### Work request
Find how many lines in the material below contain the word "module" and give only that number.

+ + + + +

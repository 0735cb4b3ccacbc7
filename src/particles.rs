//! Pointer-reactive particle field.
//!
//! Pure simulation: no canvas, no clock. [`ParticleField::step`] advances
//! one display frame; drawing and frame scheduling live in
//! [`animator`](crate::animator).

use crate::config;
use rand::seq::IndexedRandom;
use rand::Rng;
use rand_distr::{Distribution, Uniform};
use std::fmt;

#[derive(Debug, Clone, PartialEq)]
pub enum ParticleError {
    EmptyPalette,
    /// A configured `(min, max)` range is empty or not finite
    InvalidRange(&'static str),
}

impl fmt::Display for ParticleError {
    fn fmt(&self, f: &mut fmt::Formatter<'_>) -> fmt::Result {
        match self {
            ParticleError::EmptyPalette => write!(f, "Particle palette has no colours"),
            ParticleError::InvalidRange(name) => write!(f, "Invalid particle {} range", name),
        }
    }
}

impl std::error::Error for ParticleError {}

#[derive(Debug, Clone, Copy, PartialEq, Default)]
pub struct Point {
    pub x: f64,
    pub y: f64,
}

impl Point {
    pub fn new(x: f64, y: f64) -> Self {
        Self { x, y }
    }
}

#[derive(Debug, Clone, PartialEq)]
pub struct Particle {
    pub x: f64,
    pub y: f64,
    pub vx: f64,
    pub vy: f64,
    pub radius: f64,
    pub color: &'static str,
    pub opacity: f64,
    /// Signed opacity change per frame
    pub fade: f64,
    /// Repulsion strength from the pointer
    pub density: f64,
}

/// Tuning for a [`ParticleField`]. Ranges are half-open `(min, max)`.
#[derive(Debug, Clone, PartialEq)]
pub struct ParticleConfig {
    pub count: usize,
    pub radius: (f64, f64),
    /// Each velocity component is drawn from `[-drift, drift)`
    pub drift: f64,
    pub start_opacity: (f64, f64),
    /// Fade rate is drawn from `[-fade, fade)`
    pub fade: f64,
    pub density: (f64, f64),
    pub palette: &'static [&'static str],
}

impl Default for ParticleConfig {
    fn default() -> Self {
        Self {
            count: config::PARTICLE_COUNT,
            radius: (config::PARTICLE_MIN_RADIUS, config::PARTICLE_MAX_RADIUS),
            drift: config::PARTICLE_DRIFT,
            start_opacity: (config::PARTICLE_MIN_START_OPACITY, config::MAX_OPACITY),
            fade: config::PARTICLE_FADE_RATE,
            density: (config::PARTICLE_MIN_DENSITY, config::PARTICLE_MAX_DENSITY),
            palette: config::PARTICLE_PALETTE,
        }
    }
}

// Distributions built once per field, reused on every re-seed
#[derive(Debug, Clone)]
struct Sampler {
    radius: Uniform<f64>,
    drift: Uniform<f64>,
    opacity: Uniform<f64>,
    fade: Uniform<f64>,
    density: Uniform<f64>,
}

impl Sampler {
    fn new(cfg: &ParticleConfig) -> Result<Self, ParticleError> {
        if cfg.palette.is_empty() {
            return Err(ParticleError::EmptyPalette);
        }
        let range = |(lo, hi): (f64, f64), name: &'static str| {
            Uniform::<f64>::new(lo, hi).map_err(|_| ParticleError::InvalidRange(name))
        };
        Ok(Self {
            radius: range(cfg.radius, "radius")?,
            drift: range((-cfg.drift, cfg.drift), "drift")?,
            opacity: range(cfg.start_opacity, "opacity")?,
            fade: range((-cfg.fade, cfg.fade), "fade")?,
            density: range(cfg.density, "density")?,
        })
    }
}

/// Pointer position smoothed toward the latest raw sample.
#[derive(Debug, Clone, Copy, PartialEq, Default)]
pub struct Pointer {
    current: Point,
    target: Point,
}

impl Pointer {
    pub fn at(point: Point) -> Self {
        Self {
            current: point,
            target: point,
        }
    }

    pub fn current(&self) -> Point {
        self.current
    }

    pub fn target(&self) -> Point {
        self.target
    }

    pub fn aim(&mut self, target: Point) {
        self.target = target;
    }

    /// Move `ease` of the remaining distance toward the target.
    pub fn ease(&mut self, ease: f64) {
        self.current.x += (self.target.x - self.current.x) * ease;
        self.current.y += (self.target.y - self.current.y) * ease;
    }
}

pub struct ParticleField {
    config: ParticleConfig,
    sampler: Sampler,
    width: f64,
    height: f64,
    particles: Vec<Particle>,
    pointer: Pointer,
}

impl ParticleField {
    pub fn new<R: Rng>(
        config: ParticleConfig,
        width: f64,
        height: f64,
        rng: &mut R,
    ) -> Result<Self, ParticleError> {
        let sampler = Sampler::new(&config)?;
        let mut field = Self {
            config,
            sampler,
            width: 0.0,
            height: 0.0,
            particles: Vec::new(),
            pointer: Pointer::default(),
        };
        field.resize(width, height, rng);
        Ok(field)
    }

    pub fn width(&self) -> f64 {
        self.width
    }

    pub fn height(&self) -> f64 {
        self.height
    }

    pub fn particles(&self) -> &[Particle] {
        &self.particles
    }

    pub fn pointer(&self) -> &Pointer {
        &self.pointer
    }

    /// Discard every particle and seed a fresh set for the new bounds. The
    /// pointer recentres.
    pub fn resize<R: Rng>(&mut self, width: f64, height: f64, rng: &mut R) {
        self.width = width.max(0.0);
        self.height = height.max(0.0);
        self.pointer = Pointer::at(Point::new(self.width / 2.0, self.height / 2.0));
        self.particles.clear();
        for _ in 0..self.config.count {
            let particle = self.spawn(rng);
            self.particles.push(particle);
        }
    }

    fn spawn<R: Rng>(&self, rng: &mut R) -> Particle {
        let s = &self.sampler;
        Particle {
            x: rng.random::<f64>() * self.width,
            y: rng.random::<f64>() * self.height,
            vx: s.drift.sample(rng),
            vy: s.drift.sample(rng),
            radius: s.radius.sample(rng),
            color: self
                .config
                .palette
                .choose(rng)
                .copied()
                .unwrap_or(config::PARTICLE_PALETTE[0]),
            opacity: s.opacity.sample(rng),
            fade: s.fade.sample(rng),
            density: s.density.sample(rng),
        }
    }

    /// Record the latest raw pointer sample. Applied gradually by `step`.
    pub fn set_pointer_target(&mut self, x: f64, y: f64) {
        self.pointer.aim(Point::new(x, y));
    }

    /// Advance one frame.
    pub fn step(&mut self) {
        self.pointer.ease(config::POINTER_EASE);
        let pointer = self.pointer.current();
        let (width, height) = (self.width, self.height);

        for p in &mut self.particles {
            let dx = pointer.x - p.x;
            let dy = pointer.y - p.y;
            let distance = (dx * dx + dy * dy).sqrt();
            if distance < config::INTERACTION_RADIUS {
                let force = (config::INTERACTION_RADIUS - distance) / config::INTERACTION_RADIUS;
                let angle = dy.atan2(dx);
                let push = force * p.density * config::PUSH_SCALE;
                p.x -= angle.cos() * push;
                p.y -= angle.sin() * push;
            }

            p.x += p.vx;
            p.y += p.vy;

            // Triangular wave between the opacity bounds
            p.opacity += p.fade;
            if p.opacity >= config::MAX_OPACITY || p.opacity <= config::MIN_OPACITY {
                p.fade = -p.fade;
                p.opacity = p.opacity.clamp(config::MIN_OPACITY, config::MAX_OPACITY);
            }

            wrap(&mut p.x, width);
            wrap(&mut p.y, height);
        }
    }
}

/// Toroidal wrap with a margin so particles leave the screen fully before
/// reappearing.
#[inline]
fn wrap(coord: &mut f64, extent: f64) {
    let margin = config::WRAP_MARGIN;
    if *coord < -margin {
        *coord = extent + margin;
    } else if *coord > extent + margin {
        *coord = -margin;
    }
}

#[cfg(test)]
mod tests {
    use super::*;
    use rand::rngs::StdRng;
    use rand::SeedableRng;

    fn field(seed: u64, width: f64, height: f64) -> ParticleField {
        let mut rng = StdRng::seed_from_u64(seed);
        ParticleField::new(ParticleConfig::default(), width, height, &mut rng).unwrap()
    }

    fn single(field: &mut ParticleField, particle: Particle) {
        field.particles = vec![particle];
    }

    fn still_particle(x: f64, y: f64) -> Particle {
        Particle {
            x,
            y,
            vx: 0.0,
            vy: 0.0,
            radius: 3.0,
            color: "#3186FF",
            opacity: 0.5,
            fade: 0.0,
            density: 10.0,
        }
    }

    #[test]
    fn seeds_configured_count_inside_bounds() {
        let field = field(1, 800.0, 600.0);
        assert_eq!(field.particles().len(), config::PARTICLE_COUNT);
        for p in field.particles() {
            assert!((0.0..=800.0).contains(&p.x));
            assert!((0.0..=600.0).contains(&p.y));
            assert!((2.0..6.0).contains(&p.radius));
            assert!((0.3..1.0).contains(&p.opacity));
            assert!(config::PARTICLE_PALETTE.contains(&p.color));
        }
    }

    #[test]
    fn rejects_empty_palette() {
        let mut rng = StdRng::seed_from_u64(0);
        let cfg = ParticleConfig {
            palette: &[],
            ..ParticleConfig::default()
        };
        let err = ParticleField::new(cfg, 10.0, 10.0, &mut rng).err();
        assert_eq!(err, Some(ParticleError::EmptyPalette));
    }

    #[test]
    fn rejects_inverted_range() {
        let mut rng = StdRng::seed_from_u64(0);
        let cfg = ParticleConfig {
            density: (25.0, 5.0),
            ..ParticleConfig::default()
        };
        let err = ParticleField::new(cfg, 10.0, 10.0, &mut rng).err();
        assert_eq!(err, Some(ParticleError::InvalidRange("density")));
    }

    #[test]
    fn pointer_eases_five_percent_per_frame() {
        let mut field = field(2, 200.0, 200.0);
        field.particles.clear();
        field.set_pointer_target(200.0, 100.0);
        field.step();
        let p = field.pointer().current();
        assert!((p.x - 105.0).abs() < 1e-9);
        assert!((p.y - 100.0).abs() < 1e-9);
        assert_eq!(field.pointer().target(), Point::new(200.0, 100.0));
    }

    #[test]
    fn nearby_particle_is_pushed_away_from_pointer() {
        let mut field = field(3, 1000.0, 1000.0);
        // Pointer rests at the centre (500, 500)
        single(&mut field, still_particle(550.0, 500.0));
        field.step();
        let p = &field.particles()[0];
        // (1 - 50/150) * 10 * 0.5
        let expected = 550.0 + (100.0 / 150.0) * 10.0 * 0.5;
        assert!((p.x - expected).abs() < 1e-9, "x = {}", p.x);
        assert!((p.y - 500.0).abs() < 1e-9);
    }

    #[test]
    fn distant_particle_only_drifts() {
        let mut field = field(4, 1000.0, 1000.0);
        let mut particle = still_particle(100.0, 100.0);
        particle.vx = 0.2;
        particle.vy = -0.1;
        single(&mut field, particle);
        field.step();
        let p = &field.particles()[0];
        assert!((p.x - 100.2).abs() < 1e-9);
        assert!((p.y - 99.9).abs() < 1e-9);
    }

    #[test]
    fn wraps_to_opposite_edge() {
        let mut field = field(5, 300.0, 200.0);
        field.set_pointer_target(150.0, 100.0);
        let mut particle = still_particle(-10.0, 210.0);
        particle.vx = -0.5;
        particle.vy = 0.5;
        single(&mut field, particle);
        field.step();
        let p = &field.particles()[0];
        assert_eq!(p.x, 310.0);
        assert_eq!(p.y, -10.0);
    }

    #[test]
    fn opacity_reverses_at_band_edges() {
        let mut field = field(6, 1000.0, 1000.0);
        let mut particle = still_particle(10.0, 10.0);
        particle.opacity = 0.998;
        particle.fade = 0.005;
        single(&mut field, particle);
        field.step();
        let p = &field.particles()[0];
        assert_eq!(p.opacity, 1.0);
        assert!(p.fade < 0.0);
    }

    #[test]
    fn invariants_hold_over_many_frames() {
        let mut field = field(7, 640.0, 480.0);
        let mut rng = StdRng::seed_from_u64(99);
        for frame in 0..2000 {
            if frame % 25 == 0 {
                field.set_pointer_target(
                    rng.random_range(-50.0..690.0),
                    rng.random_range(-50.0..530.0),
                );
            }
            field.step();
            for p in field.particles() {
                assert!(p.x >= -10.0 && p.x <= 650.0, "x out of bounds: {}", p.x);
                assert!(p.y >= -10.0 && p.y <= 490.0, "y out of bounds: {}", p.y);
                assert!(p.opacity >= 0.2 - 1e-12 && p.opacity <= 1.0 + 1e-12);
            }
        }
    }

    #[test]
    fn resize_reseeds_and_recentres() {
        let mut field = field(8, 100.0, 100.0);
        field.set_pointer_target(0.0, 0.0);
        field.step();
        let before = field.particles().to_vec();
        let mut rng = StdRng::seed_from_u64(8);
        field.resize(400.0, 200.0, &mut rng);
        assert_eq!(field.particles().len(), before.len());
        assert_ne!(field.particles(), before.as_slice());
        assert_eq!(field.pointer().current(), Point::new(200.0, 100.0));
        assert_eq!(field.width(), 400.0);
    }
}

+ + + + +

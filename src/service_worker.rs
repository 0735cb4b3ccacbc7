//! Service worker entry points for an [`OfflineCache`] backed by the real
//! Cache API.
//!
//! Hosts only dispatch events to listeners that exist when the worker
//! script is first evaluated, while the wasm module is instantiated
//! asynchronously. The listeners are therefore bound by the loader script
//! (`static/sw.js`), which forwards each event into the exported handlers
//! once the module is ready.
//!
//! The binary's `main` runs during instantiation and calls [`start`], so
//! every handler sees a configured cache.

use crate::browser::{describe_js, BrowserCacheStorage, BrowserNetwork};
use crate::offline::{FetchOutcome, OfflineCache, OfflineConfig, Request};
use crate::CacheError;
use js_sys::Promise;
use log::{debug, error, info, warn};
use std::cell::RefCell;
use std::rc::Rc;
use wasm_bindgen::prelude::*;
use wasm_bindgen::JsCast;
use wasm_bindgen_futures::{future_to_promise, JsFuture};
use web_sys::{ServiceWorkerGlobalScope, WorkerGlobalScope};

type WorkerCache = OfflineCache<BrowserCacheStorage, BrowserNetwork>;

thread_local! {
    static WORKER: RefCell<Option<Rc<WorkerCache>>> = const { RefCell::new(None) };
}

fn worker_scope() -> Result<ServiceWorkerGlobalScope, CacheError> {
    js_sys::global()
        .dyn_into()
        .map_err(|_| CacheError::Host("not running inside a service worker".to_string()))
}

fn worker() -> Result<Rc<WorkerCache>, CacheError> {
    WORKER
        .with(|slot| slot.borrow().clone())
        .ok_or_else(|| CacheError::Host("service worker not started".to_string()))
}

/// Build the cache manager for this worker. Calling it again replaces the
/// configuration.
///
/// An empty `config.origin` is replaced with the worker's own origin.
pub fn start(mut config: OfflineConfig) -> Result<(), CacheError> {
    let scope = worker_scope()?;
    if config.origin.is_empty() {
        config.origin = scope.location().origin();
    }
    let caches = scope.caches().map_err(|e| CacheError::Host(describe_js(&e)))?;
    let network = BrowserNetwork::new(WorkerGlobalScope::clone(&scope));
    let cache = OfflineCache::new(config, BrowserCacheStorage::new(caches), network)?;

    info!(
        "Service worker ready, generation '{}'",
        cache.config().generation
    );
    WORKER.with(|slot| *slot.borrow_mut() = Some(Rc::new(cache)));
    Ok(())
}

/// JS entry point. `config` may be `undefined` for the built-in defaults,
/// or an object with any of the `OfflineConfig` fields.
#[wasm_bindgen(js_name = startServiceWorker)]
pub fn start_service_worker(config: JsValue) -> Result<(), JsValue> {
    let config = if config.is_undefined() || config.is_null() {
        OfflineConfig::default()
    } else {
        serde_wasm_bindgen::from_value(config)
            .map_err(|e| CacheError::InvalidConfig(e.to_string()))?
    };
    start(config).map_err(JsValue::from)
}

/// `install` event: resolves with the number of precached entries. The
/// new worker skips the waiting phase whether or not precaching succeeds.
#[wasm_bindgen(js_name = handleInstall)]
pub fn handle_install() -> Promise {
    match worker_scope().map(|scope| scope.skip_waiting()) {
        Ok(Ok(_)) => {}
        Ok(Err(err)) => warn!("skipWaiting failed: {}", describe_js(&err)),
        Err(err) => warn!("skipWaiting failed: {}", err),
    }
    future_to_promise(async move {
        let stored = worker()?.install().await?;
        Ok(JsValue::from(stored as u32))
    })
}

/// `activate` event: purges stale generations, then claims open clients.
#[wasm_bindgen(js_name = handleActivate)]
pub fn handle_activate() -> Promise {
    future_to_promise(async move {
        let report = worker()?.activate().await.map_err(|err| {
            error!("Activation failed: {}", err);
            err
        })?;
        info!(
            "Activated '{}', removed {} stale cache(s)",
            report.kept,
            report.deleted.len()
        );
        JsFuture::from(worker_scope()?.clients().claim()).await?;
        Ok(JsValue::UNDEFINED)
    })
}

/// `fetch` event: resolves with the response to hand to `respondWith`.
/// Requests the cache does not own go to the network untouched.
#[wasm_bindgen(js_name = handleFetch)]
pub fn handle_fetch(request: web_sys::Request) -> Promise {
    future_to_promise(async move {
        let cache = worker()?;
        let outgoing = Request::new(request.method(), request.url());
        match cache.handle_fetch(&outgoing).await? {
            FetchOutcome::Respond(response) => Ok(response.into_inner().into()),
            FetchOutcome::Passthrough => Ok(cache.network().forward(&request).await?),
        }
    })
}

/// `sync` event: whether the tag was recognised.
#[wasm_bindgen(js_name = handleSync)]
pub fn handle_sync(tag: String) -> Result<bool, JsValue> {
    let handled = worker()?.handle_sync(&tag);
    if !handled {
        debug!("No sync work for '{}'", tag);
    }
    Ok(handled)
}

+ + + + +

### Solved exercise
2